I attended the event because, as a writer of mainly non-fiction, I wanted to see how the authors managed this aspect of their marketing platform and, if truth be told, now and again the motivation department does need a bit of a kick up the butt.
So here are some observations that might be useful for any of you looking to promote your book(s). With some adaptation and a bit of imagination the approach holds good for both fiction and non-fiction.
1. The event was free; held in the conference centre of a very popular UK theme park with free entry into the park. This encouraged delegates to bring spouses/kids who hit the rides whilst the delegate attended the conference. Some delegates plus family had booked in to the hotels at the Park for the weekend – so good for theme park biz too.
Learning point– make sure sponsors and others who support you get something out of it too.
2. Publicity for the event came through social networks, especially a LInkdIn community and through word-of-mouth.
Learning point – tap your networks and those of your sponsors/supporters. If it’s free – they will come.
3. The back-of-room book sales area was well managed and spacious. All the books they had written (same book but targeted at different markets in effect) were on display as well CDs and all were offered at half the normal price (the reason will become clear later). Early sales were slow, lunch-time sales were the heaviest and after-event sales were slow because most delegates wanted to hit the rides in the theme park.
Learning point – timing is everything and white-knuckle rides will always win over book sales.
4. Although the two guys were the main speakers, they shared the platform with a couple of others as supporting acts.

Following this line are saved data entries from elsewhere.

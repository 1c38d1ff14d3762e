//! GoPro BLE Protocol
//!
//! This module contains the GATT identifiers and the fixed command opcodes
//! for the camera's control-and-query service.

use crate::domain::time_sync::CameraClock;
use uuid::Uuid;

/// 16-bit GoPro service advertised by every camera (0xFEA6 on the BT base UUID)
pub const SERVICE_UUID: Uuid = Uuid::from_u128(0x0000_fea6_0000_1000_8000_0080_5f9b_34fb);

/// Camera WiFi AP SSID. Readable only once the link is encrypted.
pub const WIFI_AP_SSID_UUID: Uuid = gopro_uuid(0x0002);

/// Camera WiFi AP password. Reading it triggers pairing on a fresh link.
pub const WIFI_AP_PASSWORD_UUID: Uuid = gopro_uuid(0x0003);

pub const COMMAND_UUID: Uuid = gopro_uuid(0x0072);
pub const COMMAND_RESPONSE_UUID: Uuid = gopro_uuid(0x0073);
pub const SETTING_UUID: Uuid = gopro_uuid(0x0074);
pub const SETTING_RESPONSE_UUID: Uuid = gopro_uuid(0x0075);
pub const QUERY_UUID: Uuid = gopro_uuid(0x0076);
pub const QUERY_RESPONSE_UUID: Uuid = gopro_uuid(0x0077);

/// Every proprietary characteristic is `b5f9XXXX-aa8d-11e3-9046-0002a5d5c51b`
const fn gopro_uuid(short: u16) -> Uuid {
    Uuid::from_u128(0xb5f9_0000_aa8d_11e3_9046_0002_a5d5_c51b | ((short as u128) << 96))
}

/// Command ids echoed back as byte 0 of a response
pub mod command_id {
    pub const SET_DATE_TIME: u8 = 0x0D;
    pub const GET_DATE_TIME: u8 = 0x0E;
    pub const GET_SETTINGS: u8 = 0x12;
    pub const GET_STATUS: u8 = 0x13;
}

/// A logical request/response characteristic pair
#[derive(Debug, Clone, Copy, PartialEq, Eq, Hash, PartialOrd, Ord)]
pub enum Channel {
    Command,
    Setting,
    Query,
}

impl Channel {
    pub const ALL: [Channel; 3] = [Channel::Command, Channel::Setting, Channel::Query];

    /// Characteristic the host writes requests to
    pub fn write_uuid(self) -> Uuid {
        match self {
            Self::Command => COMMAND_UUID,
            Self::Setting => SETTING_UUID,
            Self::Query => QUERY_UUID,
        }
    }

    /// Characteristic the camera notifies responses on
    pub fn response_uuid(self) -> Uuid {
        match self {
            Self::Command => COMMAND_RESPONSE_UUID,
            Self::Setting => SETTING_RESPONSE_UUID,
            Self::Query => QUERY_RESPONSE_UUID,
        }
    }

    /// Map a notifying characteristic back to its channel.
    /// Returns `None` for anything outside the GoPro service (e.g. battery).
    pub fn from_response_uuid(uuid: Uuid) -> Option<Self> {
        Self::ALL.into_iter().find(|c| c.response_uuid() == uuid)
    }
}

/// Camera control commands
#[derive(Debug, Clone, Copy, PartialEq, Eq)]
pub enum CameraCommand {
    /// Start encoding
    ShutterOn,
    /// Stop encoding
    ShutterOff,
    /// Tag the current moment in the clip
    AddHighlight,
    /// Put the camera to sleep
    PowerOff,
    /// Prevent the camera from dropping an idle link
    KeepAlive,
    /// Dump every setting
    GetSettings,
    /// Dump every status
    GetStatus,
    GetTime,
    SetTime(CameraClock),
    SetSetting { setting_id: u8, option_code: u8 },
    /// Camera busy, encoding, video time remaining, battery level
    StatusDigest,
    /// Resolution, fps and lens. The fps and lens ids depend on the generation.
    SettingsDigest { fps_id: u8, lens_id: u8 },
}

impl CameraCommand {
    /// Get the raw bytes for this command
    pub fn encode(&self) -> Vec<u8> {
        match self {
            Self::ShutterOn => vec![0x03, 0x01, 0x01, 0x01],
            Self::ShutterOff => vec![0x03, 0x01, 0x01, 0x00],
            Self::AddHighlight => vec![0x01, 0x18],
            Self::PowerOff => vec![0x01, 0x05],
            Self::KeepAlive => vec![0x03, 0x5B, 0x01, 0x42],
            Self::GetSettings => vec![0x01, command_id::GET_SETTINGS],
            Self::GetStatus => vec![0x01, command_id::GET_STATUS],
            Self::GetTime => vec![0x01, command_id::GET_DATE_TIME],
            Self::SetTime(clock) => {
                let [year_hi, year_lo] = clock.year.to_be_bytes();
                vec![
                    0x09,
                    command_id::SET_DATE_TIME,
                    0x07,
                    year_hi,
                    year_lo,
                    clock.month,
                    clock.day,
                    clock.hour,
                    clock.minute,
                    clock.second,
                ]
            }
            Self::SetSetting {
                setting_id,
                option_code,
            } => vec![0x03, *setting_id, 0x01, *option_code],
            Self::StatusDigest => vec![0x05, command_id::GET_STATUS, 0x08, 0x0A, 0x23, 0x46],
            Self::SettingsDigest { fps_id, lens_id } => {
                vec![0x04, command_id::GET_SETTINGS, 0x02, *fps_id, *lens_id]
            }
        }
    }

    /// Id the camera echoes in byte 0 of the matching response
    pub fn response_id(&self) -> u8 {
        self.encode()[1]
    }

    /// Channel the command is written to
    pub fn channel(&self) -> Channel {
        match self {
            Self::ShutterOn
            | Self::ShutterOff
            | Self::AddHighlight
            | Self::PowerOff
            | Self::GetTime
            | Self::SetTime(_) => Channel::Command,
            Self::KeepAlive | Self::SetSetting { .. } => Channel::Setting,
            Self::GetSettings
            | Self::GetStatus
            | Self::StatusDigest
            | Self::SettingsDigest { .. } => Channel::Query,
        }
    }
}

#[cfg(test)]
mod tests {
    use super::*;

    #[test]
    fn test_characteristic_uuids() {
        assert_eq!(
            COMMAND_UUID.to_string(),
            "b5f90072-aa8d-11e3-9046-0002a5d5c51b"
        );
        assert_eq!(
            WIFI_AP_PASSWORD_UUID.to_string(),
            "b5f90003-aa8d-11e3-9046-0002a5d5c51b"
        );
        assert_eq!(
            SERVICE_UUID.to_string(),
            "0000fea6-0000-1000-8000-00805f9b34fb"
        );
    }

    #[test]
    fn test_response_channel_lookup() {
        assert_eq!(
            Channel::from_response_uuid(QUERY_RESPONSE_UUID),
            Some(Channel::Query)
        );
        assert_eq!(Channel::from_response_uuid(QUERY_UUID), None);
    }

    #[test]
    fn test_command_bytes() {
        assert_eq!(CameraCommand::ShutterOn.encode(), [0x03, 0x01, 0x01, 0x01]);
        assert_eq!(CameraCommand::ShutterOff.encode(), [0x03, 0x01, 0x01, 0x00]);
        assert_eq!(CameraCommand::AddHighlight.encode(), [0x01, 0x18]);
        assert_eq!(CameraCommand::PowerOff.encode(), [0x01, 0x05]);
        assert_eq!(CameraCommand::KeepAlive.encode(), [0x03, 0x5B, 0x01, 0x42]);
        assert_eq!(CameraCommand::KeepAlive.channel(), Channel::Setting);
        assert_eq!(CameraCommand::GetStatus.encode(), [0x01, 0x13]);
        assert_eq!(CameraCommand::GetTime.channel(), Channel::Command);
        assert_eq!(CameraCommand::GetTime.response_id(), command_id::GET_DATE_TIME);
        assert_eq!(CameraCommand::StatusDigest.response_id(), command_id::GET_STATUS);
    }

    #[test]
    fn test_set_time_is_big_endian_year() {
        let clock = CameraClock {
            year: 2024,
            month: 6,
            day: 1,
            hour: 12,
            minute: 30,
            second: 5,
        };
        assert_eq!(
            CameraCommand::SetTime(clock).encode(),
            [0x09, 0x0D, 0x07, 0x07, 0xE8, 6, 1, 12, 30, 5]
        );
    }
}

There were also individual and groups of clients/ex-clients giving testimonials.
Learning point – share the power and the glory; share the fame or the pain.
5. It takes good public speaking skills and confidence particularly where there is a large audience.
Learning point – practice makes perfect but if you’re truly terrified, don’t do it.
6. The whole event was videoed and delegates were asked to do short pieces to camera giving their views about the books and the conference itself. These went up on a website later that evening.
Learning point – keep the memories alive and show those that couldn’t be there what they missed.
7. The content from the main guys was short, to the point and included information about their latest book due out in September (hence the price-cutting of the books). If I had paid to attend I would have felt short-changed.
Learning point – be generous with your time and material and go easy on promotional stuff – leave that to the back-of-room sales department.
8. The atmosphere was informal, relaxed and fun but not happy-clappy. The audience was invited to participate in fun no-hassle exercises .
Learning point – interaction with the audience, whilst scary builds atmosphere, relationships and your fan base.
9. It ended mid-afternoon with plenty of time left for those rides!
Learning point – if there are other attractions/opportunities on offer give your audience time to savour them.
So those are the thoughts of this newly refreshed, reborn and highly motivated blogger and now I’m off to bed.